I pesce spada troppo piccoli per essere commerciati

POZZUOLI – Un nucleo composto dagli uomini della Sezione Polizia Giudiziaria e della Sezione Tecnica dell’Ufficio Circondariale Marittimo di Pozzuoli, composto da 7 uomini e 2 radio mobili coadiuvati da funzionari della Asl Napoli 2 Unità Operativa semplice Ispezione Prodotti della Pesca, si sono recati questa mattina presso il mercato Ittico all’ingrosso di Pozzuoli al fine di effettuare controlli sulla commercializzazione dei prodotti ittici.

PESCE SPADA ILLEGALE – Dall’esito della complessa operazione è emerso che su un banco allestito per la vendita al pubblico erano esposti in bella mostra 11 esemplari di pesci spada sottomisura. Tale caratteristica non è sfuggita all’occhio attento dei militari che richiedevano al gestore della rivendita tutta la documentazione al fine di accertare la rintracciabilità del prodotto. Ma dalla lettura dei documenti  emergeva che tutti gli esemplari ispezionati sul banco erano di lunghezza media pari a 1 metro anziché dei 125 centimetri previsti e il peso medio di 15 chili in luogo dei 25 chili previsti. Subito è scattato il sequestro del prodotto rinvenuto che ammonta a complessivi 160 chilogrammi e una denuncia a carico del gestore dello stand per la vendita all’ingrosso .

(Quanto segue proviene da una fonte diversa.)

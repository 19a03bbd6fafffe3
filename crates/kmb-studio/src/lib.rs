//! Kimberlite Studio - Web UI for database exploration and queries.

use anyhow::Result;
use axum::{
    http::StatusCode,
    response::Html,
    routing::get,
    Router,
};
use std::net::SocketAddr;
use tokio::net::TcpListener;
use tracing::info;

mod assets;

/// Studio server configuration.
#[derive(Debug, Clone)]
pub struct StudioConfig {
    pub port: u16,
    pub db_address: String,
    pub default_tenant: Option<u64>,
}

impl Default for StudioConfig {
    fn default() -> Self {
        Self {
            port: 5555,
            db_address: "127.0.0.1:5432".to_string(),
            default_tenant: Some(1),
        }
    }
}

/// Start the Studio server.
pub async fn run_studio(config: StudioConfig) -> Result<()> {
    let addr = SocketAddr::from(([127, 0, 0, 1], config.port));
    info!("Starting Studio on http://{}", addr);

    let app = Router::new()
        .route("/", get(serve_index))
        .fallback(|| async { (StatusCode::NOT_FOUND, "Not found") });

    let listener = TcpListener::bind(addr).await?;
    info!("Studio ready on http://{}", addr);

    axum::serve(listener, app).await?;
    Ok(())
}

async fn serve_index() -> Html<&'static str> {
    Html(assets::INDEX_HTML)
}
//! Development server orchestrator for Kimberlite.
//!
//! Provides the unified `kmb dev` command that starts:
//! - Database server
//! - Studio web UI (optional)
//! - Auto-migration (optional)
//!
//! All services run in a single process with graceful shutdown.

use anyhow::{Context, Result};
use indicatif::{ProgressBar, ProgressStyle};
use kimberlite_config::KimberliteConfig;
use std::path::Path;
use std::sync::Arc;
use tokio::sync::Mutex;

mod server;

pub use server::DevServer;

/// Configuration for the dev server.
#[derive(Debug, Clone)]
pub struct DevConfig {
    /// Project directory.
    pub project_dir: String,
    /// Skip auto-migration.
    pub no_migrate: bool,
    /// Skip Studio UI.
    pub no_studio: bool,
    /// Start in cluster mode.
    pub cluster: bool,
    /// Custom database port.
    pub port: Option<u16>,
    /// Custom Studio port.
    pub studio_port: Option<u16>,
}

impl Default for DevConfig {
    fn default() -> Self {
        Self {
            project_dir: ".".to_string(),
            no_migrate: false,
            no_studio: false,
            cluster: false,
            port: None,
            studio_port: None,
        }
    }
}

/// Run the development server.
pub async fn run_dev_server(config: DevConfig) -> Result<()> {
    // Print banner
    print_banner();

    // Check if project is initialized
    let project_path = Path::new(&config.project_dir);
    if !kimberlite_config::Paths::is_initialized(project_path) {
        return Err(anyhow::anyhow!(
            "Project not initialized. Run 'kmb init' in {} first.",
            project_path.display()
        ));
    }

    // Load configuration
    let spinner = create_spinner("Loading configuration...");
    let mut kimberlite_config =
        KimberliteConfig::load_from_dir(project_path).context("Failed to load configuration")?;

    // Apply CLI overrides
    if let Some(port) = config.port {
        kimberlite_config.database.bind_address = format!("127.0.0.1:{}", port);
    }
    if let Some(studio_port) = config.studio_port {
        kimberlite_config.development.studio_port = studio_port;
    }
    if config.no_studio {
        kimberlite_config.development.studio = false;
    }

    spinner.finish_with_message("✓ Config loaded");

    // TODO: Check for pending migrations
    if !config.no_migrate && kimberlite_config.development.auto_migrate {
        println!("⏭  Skipping auto-migration (Phase 4 feature)");
    }

    // Start database server
    let db_address = kimberlite_config.database.bind_address.clone();
    let data_dir = kimberlite_config.database.data_dir.clone();

    let spinner = create_spinner("Starting database server...");
    // TODO: Actually start the server
    spinner.finish_with_message(format!("✓ Database started on {}", db_address));

    // Start Studio if enabled
    if kimberlite_config.development.studio {
        let studio_port = kimberlite_config.development.studio_port;
        let spinner = create_spinner("Starting Studio...");

        let studio_config = kimberlite_studio::StudioConfig {
            port: studio_port,
            db_address: db_address.clone(),
            default_tenant: kimberlite_config.studio.default_tenant,
        };

        // Spawn Studio in background
        tokio::spawn(async move {
            if let Err(e) = kimberlite_studio::run_studio(studio_config).await {
                eprintln!("Studio error: {}", e);
            }
        });

        // Give it a moment to start
        tokio::time::sleep(tokio::time::Duration::from_millis(500)).await;

        spinner.finish_with_message(format!(
            "✓ Studio started on http://127.0.0.1:{}",
            studio_port
        ));
    }

    // Print ready message
    println!();
    println!("Ready! Press Ctrl+C to stop all services.");
    println!();
    println!(" Database:  {}", db_address);
    if kimberlite_config.development.studio {
        println!(
            " Studio:    http://127.0.0.1:{}",
            kimberlite_config.development.studio_port
        );
    }
    println!(" REPL:      kmb repl --tenant 1");
    println!(" Logs:      .kimberlite/logs/dev.log");
    println!();

    // Wait for Ctrl+C
    tokio::signal::ctrl_c()
        .await
        .context("Failed to listen for Ctrl+C")?;

    println!();
    println!("Shutting down gracefully...");

    // TODO: Stop services

    println!("✓ All services stopped");

    Ok(())
}

fn print_banner() {
    println!("┌─────────────────────────────────────────────────────┐");
    println!("│ Kimberlite Development Server                       │");
    println!("└─────────────────────────────────────────────────────┘");
    println!();
}

fn create_spinner(msg: &str) -> ProgressBar {
    let spinner = ProgressBar::new_spinner();
    spinner.set_style(
        ProgressStyle::default_spinner()
            .template("{spinner:.green} {msg}")
            .expect("Valid template"),
    );
    spinner.set_message(msg.to_string());
    spinner
}

#[cfg(test)]
mod tests {
    use super::*;

    #[test]
    fn test_dev_config_default() {
        let config = DevConfig::default();
        assert_eq!(config.project_dir, ".");
        assert!(!config.no_migrate);
        assert!(!config.no_studio);
        assert!(!config.cluster);
        assert!(config.port.is_none());
        assert!(config.studio_port.is_none());
    }
}
//! Anti-entropy exchange smoke-test harness.
//!
//! Wires up two in-memory fake replica groups — "blue" and "pink" — behind
//! a synthetic hash tree and clock set, runs one exchange between them, and
//! prints the terminal phase and repair set. Useful for exercising
//! [`kimberlite_aee`] without a real cluster, the way `kimberlite-dev`
//! exercises the kernel/runtime without one.

use std::sync::Arc;

use anyhow::Result;
use bytes::Bytes;
use clap::{Parser, ValueEnum};
use kimberlite_aee::capability::{PhaseReply, PhaseRequest, Preflist, ReplyHandle, SendCapability};
use kimberlite_aee::config::AeeConfig;
use kimberlite_aee::test_support::{FakeClockOps, FakeTreeOps, branch_with_dirty_leaf, fake_clock, root_with_dirty_slot};
use kimberlite_aee::types::{BranchId, Colour};
use rand::SeedableRng;
use rand::rngs::StdRng;
use tokio::sync::oneshot;
use tracing::Level;

#[derive(Parser)]
#[command(name = "aee-harness")]
#[command(about = "Runs one anti-entropy exchange against synthetic fixtures", long_about = None)]
struct Cli {
    /// Which synthetic fixture pair to reconcile.
    #[arg(long, value_enum, default_value = "diverging")]
    scenario: Scenario,

    /// Emit debug-level tracing instead of info-level.
    #[arg(short, long)]
    verbose: bool,
}

#[derive(Clone, Copy, ValueEnum)]
enum Scenario {
    /// Blue and pink hold identical content; the exchange should terminate
    /// at `RootCompare` with no repair set.
    Identical,
    /// Blue holds one key pink lacks, reachable only once the tree walk
    /// narrows all the way to `ClockCompare`.
    Diverging,
}

/// An in-memory replica's full content, as the fake hash tree/clock ops
/// would see it: a root blob, the branch blobs it decomposes into, and the
/// full clock list a `fetch_clocks` ultimately returns.
struct Fixture {
    root: Bytes,
    branches: Vec<(BranchId, Bytes)>,
    clocks: Vec<(String, u64)>,
}

/// A [`SendCapability`] serving one colour's fixture directly, in-task —
/// there is no real transport here, so replies are delivered synchronously
/// from inside `send`, which is a degenerate but valid case of "eventually".
struct FixtureCapability {
    fixture: Arc<Fixture>,
}

impl SendCapability<FakeClockOps> for FixtureCapability {
    fn send(&self, msg: PhaseRequest, _preflist: &Preflist, colour: Colour, reply_to: ReplyHandle<FakeClockOps>) {
        let reply = match msg {
            PhaseRequest::FetchRoot => PhaseReply::Root(self.fixture.root.clone()),
            PhaseRequest::FetchBranches(ids) => PhaseReply::Branches(
                ids.iter()
                    .filter_map(|id| self.fixture.branches.iter().find(|(b, _)| b == id).cloned())
                    .collect(),
            ),
            PhaseRequest::FetchClocks(_ids) => PhaseReply::Clocks(self.fixture.clocks.clone()),
        };
        reply_to.reply(colour, reply);
    }
}

fn fixtures_for(scenario: Scenario) -> (Fixture, Fixture) {
    match scenario {
        Scenario::Identical => (
            Fixture { root: Bytes::new(), branches: Vec::new(), clocks: Vec::new() },
            Fixture { root: Bytes::new(), branches: Vec::new(), clocks: Vec::new() },
        ),
        Scenario::Diverging => (
            Fixture {
                root: root_with_dirty_slot(0),
                branches: vec![(BranchId::new(0), branch_with_dirty_leaf(3))],
                clocks: vec![fake_clock("only-on-blue", 1)],
            },
            Fixture {
                root: Bytes::new(),
                branches: vec![(BranchId::new(0), Bytes::new())],
                clocks: Vec::new(),
            },
        ),
    }
}

#[tokio::main]
async fn main() -> Result<()> {
    let cli = Cli::parse();

    tracing_subscriber::fmt()
        .with_max_level(if cli.verbose { Level::DEBUG } else { Level::INFO })
        .init();

    let (blue_fixture, pink_fixture) = fixtures_for(cli.scenario);
    let blue_cap: Arc<dyn SendCapability<FakeClockOps>> =
        Arc::new(FixtureCapability { fixture: Arc::new(blue_fixture) });
    let pink_cap: Arc<dyn SendCapability<FakeClockOps>> =
        Arc::new(FixtureCapability { fixture: Arc::new(pink_fixture) });

    let blue_targets = vec![(blue_cap, vec![1_u64])];
    let pink_targets = vec![(pink_cap, vec![2_u64])];

    let (reply_tx, reply_rx) = oneshot::channel();
    let (repair_tx, repair_rx) = oneshot::channel();

    kimberlite_aee::start(
        Arc::new(FakeTreeOps),
        Arc::new(FakeClockOps),
        AeeConfig::default(),
        blue_targets,
        pink_targets,
        move |repair_set: Vec<(String, u64)>| {
            let _ = repair_tx.send(repair_set);
        },
        move |terminal_phase| {
            let _ = reply_tx.send(terminal_phase);
        },
        StdRng::from_entropy(),
    )?;

    let terminal_phase = reply_rx.await?;
    println!("terminal phase: {terminal_phase}");

    if let Ok(repair_set) = repair_rx.await {
        println!("repair set ({} entries):", repair_set.len());
        for (key, clock) in repair_set {
            println!("  {key} @ {clock}");
        }
    } else {
        println!("repair action not invoked (converged before ClockCompare)");
    }

    Ok(())
}
//! Integration tests for storage realism features.
//!
//! Tests write reordering, concurrent I/O, and crash recovery integration.

use crate::rng::SimRng;
use crate::storage::{SimStorage, StorageConfig};

#[test]
fn test_write_reordering_enabled() {
    // Create storage with reordering enabled
    let mut config = StorageConfig::reliable();
    config.enable_reordering = true;

    let mut storage = SimStorage::new(config);
    let mut rng = SimRng::new(12345);

    // Write multiple blocks
    storage.write(0, vec![1, 2, 3], &mut rng);
    storage.write(4096, vec![4, 5, 6], &mut rng);
    storage.write(8192, vec![7, 8, 9], &mut rng);

    // Fsync should drain all reordered writes
    storage.fsync(&mut rng);

    // Verify all writes are durable
    assert!(storage.exists(0));
    assert!(storage.exists(4096));
    assert!(storage.exists(8192));
}

#[test]
fn test_write_reordering_disabled() {
    // Create storage with reordering disabled (default)
    let config = StorageConfig::reliable();
    assert!(!config.enable_reordering);

    let mut storage = SimStorage::new(config);
    let mut rng = SimRng::new(12345);

    // Write multiple blocks
    storage.write(0, vec![1, 2, 3], &mut rng);
    storage.write(4096, vec![4, 5, 6], &mut rng);
    storage.write(8192, vec![7, 8, 9], &mut rng);

    // Fsync should work normally
    storage.fsync(&mut rng);

    // Verify all writes are durable
    assert!(storage.exists(0));
    assert!(storage.exists(4096));
    assert!(storage.exists(8192));
}

#[test]
fn test_reordering_fifo_vs_random() {
    // Test with FIFO policy
    let seed = 42;
    let mut rng1 = SimRng::new(seed);

    let mut config1 = StorageConfig::reliable();
    config1.enable_reordering = true;
    let mut storage1 = SimStorage::new(config1);

    for addr in (0..10).map(|i| i * 4096) {
        storage1.write(addr, vec![addr as u8], &mut rng1);
    }
    storage1.fsync(&mut rng1);

    // Test with Random policy (already default)
    let mut rng2 = SimRng::new(seed);

    let mut config2 = StorageConfig::reliable();
    config2.enable_reordering = true;
    let mut storage2 = SimStorage::new(config2);

    for addr in (0..10).map(|i| i * 4096) {
        storage2.write(addr, vec![addr as u8], &mut rng2);
    }
    storage2.fsync(&mut rng2);

    // Both should have all data (regardless of reordering)
    for addr in (0..10).map(|i| i * 4096) {
        assert!(storage1.exists(addr));
        assert!(storage2.exists(addr));
    }
}

#[test]
fn test_reordering_determinism() {
    // Same seed should produce same behavior
    let seed = 12345;

    let mut config1 = StorageConfig::reliable();
    config1.enable_reordering = true;

    // First run
    let mut storage1 = SimStorage::new(config1.clone());
    let mut rng1 = SimRng::new(seed);

    for addr in (0..20).map(|i| i * 4096) {
        storage1.write(addr, vec![addr as u8; 100], &mut rng1);
    }
    storage1.fsync(&mut rng1);

    let stats1 = storage1.stats().clone();

    // Second run with same seed
    let mut storage2 = SimStorage::new(config1);
    let mut rng2 = SimRng::new(seed);

    for addr in (0..20).map(|i| i * 4096) {
        storage2.write(addr, vec![addr as u8; 100], &mut rng2);
    }
    storage2.fsync(&mut rng2);

    let stats2 = storage2.stats().clone();

    // Statistics should be identical (deterministic)
    assert_eq!(stats1.writes, stats2.writes);
    assert_eq!(stats1.writes_successful, stats2.writes_successful);
    assert_eq!(stats1.fsyncs, stats2.fsyncs);
    assert_eq!(stats1.bytes_written, stats2.bytes_written);
}

#[test]
fn test_crash_recovery_with_reordering() {
    let mut config = StorageConfig::reliable();
    config.enable_reordering = true;
    config.enable_crash_recovery = true;

    let mut storage = SimStorage::new(config);
    let mut rng = SimRng::new(99999);

    // Write some data
    storage.write(0, vec![1, 2, 3, 4], &mut rng);
    storage.write(4096, vec![5, 6, 7, 8], &mut rng);

    // Don't fsync - data is in reorderer and/or pending_writes

    // Simulate crash
    storage.crash(None, &mut rng);

    // Unfsynced data should be lost
    assert!(!storage.exists(0));
    assert!(!storage.exists(4096));
}

#[test]
fn test_fsync_drains_reorderer() {
    let mut config = StorageConfig::reliable();
    config.enable_reordering = true;

    let mut storage = SimStorage::new(config);
    let mut rng = SimRng::new(77777);

    // Write many blocks to fill reorderer queue
    for i in 0..50 {
        storage.write(i * 4096, vec![i as u8; 100], &mut rng);
    }

    // Before fsync, storage might not be dirty if all writes are in reorderer
    // (depends on processing in write method)

    // Fsync should drain all writes from reorderer
    storage.fsync(&mut rng);

    // After fsync, all blocks should be durable
    for i in 0..50 {
        assert!(
            storage.exists(i * 4096),
            "Block {} should exist after fsync",
            i
        );
    }

    // Storage should not be dirty after fsync
    assert!(!storage.is_dirty());
}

Il pesce sui banchi del mercato di Pozzuoli

DURA LOTTA ALLA PESCA ILLEGALE– L’attività di contrasto alla pesca illegale degli esemplari sottomisura messo in atto nella mattinata odierna dagli uomini della Guardia Costiera di Pozzuoli segue di pari passo la dichiarazione dell’Ammiraglio Picone, Direttore Marittimo della Campania, che durante la conferenza stampa di alcuni giorni fa ha sottolineato l‘impegno costante degli uomini della Guardia costiera nella tutela della risorsa mare compreso il fenomeno della pesca e commercializzazione illegale dei prodotti della pesca .

LE OPERAZIONE sono continuate per tutta la notte, setacciando e controllando anche alcuni centri di spedizione di prodotti ittici situati nell’entroterra dove non sono state riscontrate irregolarità di rilievo.